**Data for analysis**

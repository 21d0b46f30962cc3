//! Slack incoming webhooks.

use std::sync::Arc;

use async_trait::async_trait;
use serde::Serialize;
use tokio_util::sync::CancellationToken;

use keywatch_types::OutputMessage;

use super::{render_batch, Notifier, MAX_SEND_TIMEOUT, SLACK_MARKUP};
use crate::http::{HttpClient, HttpTransport};
use crate::AdapterError;

#[derive(Debug, Serialize)]
struct SlackRequest {
    text: String,
}

/// Posts each batch to a webhook. The secret is the webhook path below the
/// configured URL.
pub struct SlackNotifier {
    transport: Arc<dyn HttpTransport>,
    secret: String,
}

impl SlackNotifier {
    pub fn new(transport: Arc<dyn HttpTransport>, secret: impl Into<String>) -> Self {
        Self {
            transport,
            secret: secret.into(),
        }
    }

    pub fn with_url(url: &str, secret: impl Into<String>) -> Result<Self, AdapterError> {
        let client = HttpClient::builder()
            .base_url(url)
            .timeout(MAX_SEND_TIMEOUT)
            .build()?;
        Ok(Self::new(Arc::new(client), secret))
    }
}

#[async_trait]
impl Notifier for SlackNotifier {
    fn name(&self) -> &str {
        "slack"
    }

    async fn output_messages(&self, messages: &[OutputMessage]) -> Result<(), AdapterError> {
        tracing::debug!(notifier = "slack", num_messages = messages.len(), "sending messages");
        let Some(batch) = render_batch(messages, SLACK_MARKUP) else {
            return Ok(());
        };

        let request = SlackRequest {
            text: format!("{}\n\n{}", batch.title, batch.body),
        };
        let body = serde_json::to_vec(&request)?;

        let response = self
            .transport
            .post(&CancellationToken::new(), &self.secret, body)
            .await?
            .error_for_status()?;

        tracing::debug!(notifier = "slack", status = response.status, "sent notification");
        Ok(())
    }
}

#[cfg(test)]
mod tests {
    use super::*;
    use crate::notifiers::tests::sample_batch;
    use crate::test_support::StubTransport;
    use keywatch_types::Severity;

    #[tokio::test]
    async fn posts_text_to_secret_path() {
        let transport = Arc::new(StubTransport::replying(200, "ok"));
        let notifier = SlackNotifier::new(transport.clone(), "T000/B000/XXXX");

        notifier
            .output_messages(&sample_batch(Severity::Info))
            .await
            .unwrap();

        let requests = transport.requests();
        assert_eq!(requests.len(), 1);
        assert_eq!(requests[0].endpoint, "T000/B000/XXXX");
        assert_eq!(
            requests[0].json(),
            serde_json::json!({
                "text": "ⓘ Info for executor\n\n\
                         ✅ info1 *<https://examples.com/info3|info3>*: problem1\n\n\
                         ✅ info10 \n\n\
                         ✅  *info20*\n\n"
            })
        );
    }

    #[tokio::test]
    async fn empty_batch_sends_nothing() {
        let transport = Arc::new(StubTransport::replying(200, "ok"));
        let notifier = SlackNotifier::new(transport.clone(), "secret");

        notifier.output_messages(&[]).await.unwrap();

        assert!(transport.requests().is_empty());
    }

    #[tokio::test]
    async fn non_2xx_status_fails() {
        let transport = Arc::new(StubTransport::replying(403, "invalid_token"));
        let notifier = SlackNotifier::new(transport, "secret");

        let err = notifier
            .output_messages(&sample_batch(Severity::Error))
            .await
            .unwrap_err();
        assert!(matches!(err, AdapterError::Status(403)));
    }
}
//! Validator statistics from the network API.
//!
//! The endpoint returns the ratings of every validator on the network:
//!
//! ```json
//! {"data":{"statistics":{"<hex key>":{"tempRating":97.1,"rating":99.5}}},"error":"","code":"successful"}
//! ```

use std::sync::Arc;

use async_trait::async_trait;
use serde::Deserialize;
use tokio_util::sync::CancellationToken;

use keywatch_types::RatingsMap;

use crate::http::HttpTransport;
use crate::AdapterError;

const STATISTICS_ENDPOINT: &str = "validator/statistics";

/// Source of the per-cycle ratings snapshot.
#[async_trait]
pub trait StatisticsQuerier: Send + Sync {
    async fn query(&self, cancel: &CancellationToken) -> Result<RatingsMap, AdapterError>;
}

#[derive(Debug, Deserialize)]
struct StatisticsResponse {
    #[serde(default)]
    data: Option<StatisticsData>,
}

#[derive(Debug, Deserialize)]
struct StatisticsData {
    #[serde(default)]
    statistics: Option<RatingsMap>,
}

/// Queries `validator/statistics` on a node or proxy API.
pub struct ValidatorStatisticsQuerier {
    transport: Arc<dyn HttpTransport>,
}

impl ValidatorStatisticsQuerier {
    pub fn new(transport: Arc<dyn HttpTransport>) -> Self {
        Self { transport }
    }
}

#[async_trait]
impl StatisticsQuerier for ValidatorStatisticsQuerier {
    async fn query(&self, cancel: &CancellationToken) -> Result<RatingsMap, AdapterError> {
        let response = self
            .transport
            .get(cancel, STATISTICS_ENDPOINT)
            .await?
            .error_for_status()?;

        let decoded: StatisticsResponse = serde_json::from_slice(&response.body)?;
        let statistics = decoded
            .data
            .and_then(|data| data.statistics)
            .ok_or(AdapterError::InvalidResponse)?;

        tracing::debug!(num_keys = statistics.len(), "fetched validator statistics");
        Ok(statistics)
    }
}

#[cfg(test)]
mod tests {
    use super::*;
    use crate::test_support::StubTransport;
    use keywatch_types::RatingRecord;

    fn querier(transport: StubTransport) -> (ValidatorStatisticsQuerier, Arc<StubTransport>) {
        let transport = Arc::new(transport);
        (ValidatorStatisticsQuerier::new(transport.clone()), transport)
    }

    #[tokio::test]
    async fn decodes_statistics() {
        let body = r#"{
            "data": {"statistics": {
                "bls1": {"tempRating": 90.5, "rating": 95, "numLeaderSuccess": 3},
                "bls2": {"tempRating": 5, "rating": 50}
            }},
            "error": "",
            "code": "successful"
        }"#;
        let (querier, transport) = querier(StubTransport::replying(200, body));

        let ratings = querier.query(&CancellationToken::new()).await.unwrap();

        assert_eq!(ratings.len(), 2);
        assert_eq!(ratings["bls1"], RatingRecord::new(90.5, 95.0));
        assert_eq!(ratings["bls2"], RatingRecord::new(5.0, 50.0));

        let requests = transport.requests();
        assert_eq!(requests.len(), 1);
        assert_eq!(requests[0].method, "GET");
        assert_eq!(requests[0].endpoint, "validator/statistics");
    }

    #[tokio::test]
    async fn empty_statistics_is_not_an_error() {
        let (querier, _) = querier(StubTransport::replying(200, r#"{"data":{"statistics":{}}}"#));
        let ratings = querier.query(&CancellationToken::new()).await.unwrap();
        assert!(ratings.is_empty());
    }

    #[tokio::test]
    async fn missing_statistics_is_invalid_response() {
        for body in [r#"{"data":{}}"#, r#"{"data":{"statistics":null}}"#, r#"{}"#] {
            let (querier, _) = querier(StubTransport::replying(200, body));
            let err = querier.query(&CancellationToken::new()).await.unwrap_err();
            assert!(matches!(err, AdapterError::InvalidResponse), "body {body}");
        }
    }

    #[tokio::test]
    async fn non_2xx_status_fails() {
        let (querier, _) = querier(StubTransport::replying(500, "{}"));
        let err = querier.query(&CancellationToken::new()).await.unwrap_err();
        assert!(matches!(err, AdapterError::Status(500)));
    }

    #[tokio::test]
    async fn malformed_body_fails_to_parse() {
        let (querier, _) = querier(StubTransport::replying(200, "not json"));
        let err = querier.query(&CancellationToken::new()).await.unwrap_err();
        assert!(matches!(err, AdapterError::Parse(_)));
    }

    #[tokio::test]
    async fn transport_error_is_propagated() {
        let (querier, _) = querier(StubTransport::new(|_, _| {
            Err(AdapterError::Connection("refused".into()))
        }));
        let err = querier.query(&CancellationToken::new()).await.unwrap_err();
        assert!(matches!(err, AdapterError::Connection(_)));
    }
}
//! Delivery of message batches to every notification channel.

use std::collections::BTreeSet;
use std::sync::Arc;
use std::time::Duration;

use keywatch_adapters::Notifier;
use keywatch_types::OutputMessage;

use crate::MonitorError;

/// Smallest accepted delay between two delivery attempts.
pub const MIN_TIME_BETWEEN_RETRIES: Duration = Duration::from_millis(10);

/// Sends each batch to all registered channels and retries the ones that
/// failed.
///
/// Channels are tracked by registration index, so two channels reporting the
/// same name are still retried independently.
pub struct NotificationFanout {
    notifiers: Vec<Arc<dyn Notifier>>,
    num_retries: u32,
    time_between_retries: Duration,
}

impl NotificationFanout {
    pub fn new(
        notifiers: Vec<Arc<dyn Notifier>>,
        num_retries: u32,
        time_between_retries: Duration,
    ) -> Result<Self, MonitorError> {
        if time_between_retries < MIN_TIME_BETWEEN_RETRIES {
            return Err(MonitorError::InvalidTimeBetweenRetries(
                time_between_retries,
                MIN_TIME_BETWEEN_RETRIES,
            ));
        }

        Ok(Self {
            notifiers,
            num_retries,
            time_between_retries,
        })
    }

    pub fn num_notifiers(&self) -> usize {
        self.notifiers.len()
    }

    /// Deliver `messages` to every channel.
    ///
    /// Channels that fail are retried, alone, up to `num_retries` times with
    /// a fixed delay in between. Returns an error naming how many channels
    /// were still failing after the last attempt.
    pub async fn notify_with_retry(
        &self,
        caller: &str,
        messages: &[OutputMessage],
    ) -> Result<(), MonitorError> {
        tracing::debug!(
            executor = caller,
            num_messages = messages.len(),
            num_retries = self.num_retries,
            num_notifiers = self.notifiers.len(),
            "notifying"
        );
        if messages.is_empty() {
            return Ok(());
        }

        let mut failed = BTreeSet::new();
        for (index, notifier) in self.notifiers.iter().enumerate() {
            if let Err(err) = notifier.output_messages(messages).await {
                tracing::error!(
                    notifier = %label(notifier.as_ref(), index),
                    error = %err,
                    "error sending notification"
                );
                failed.insert(index);
            }
        }

        for retry in 0..self.num_retries {
            if failed.is_empty() {
                return Ok(());
            }
            tokio::time::sleep(self.time_between_retries).await;
            self.retry_failed(retry, &mut failed, messages).await;
        }

        if failed.is_empty() {
            Ok(())
        } else {
            Err(MonitorError::NotificationsSendingProblems(failed.len()))
        }
    }

    async fn retry_failed(
        &self,
        retry: u32,
        failed: &mut BTreeSet<usize>,
        messages: &[OutputMessage],
    ) {
        let pending: Vec<usize> = failed.iter().copied().collect();
        for index in pending {
            let notifier = &self.notifiers[index];
            match notifier.output_messages(messages).await {
                Ok(()) => {
                    failed.remove(&index);
                }
                Err(err) => tracing::error!(
                    notifier = %label(notifier.as_ref(), index),
                    retry,
                    error = %err,
                    "error sending notification"
                ),
            }
        }
    }
}

fn label(notifier: &dyn Notifier, index: usize) -> String {
    format!("{}#{index}", notifier.name())
}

**Exercise**
Return all lines in the data that include the word "StatisticsResponse".

**Answer section**
struct StatisticsResponse {
        let decoded: StatisticsResponse = serde_json::from_slice(&response.body)?;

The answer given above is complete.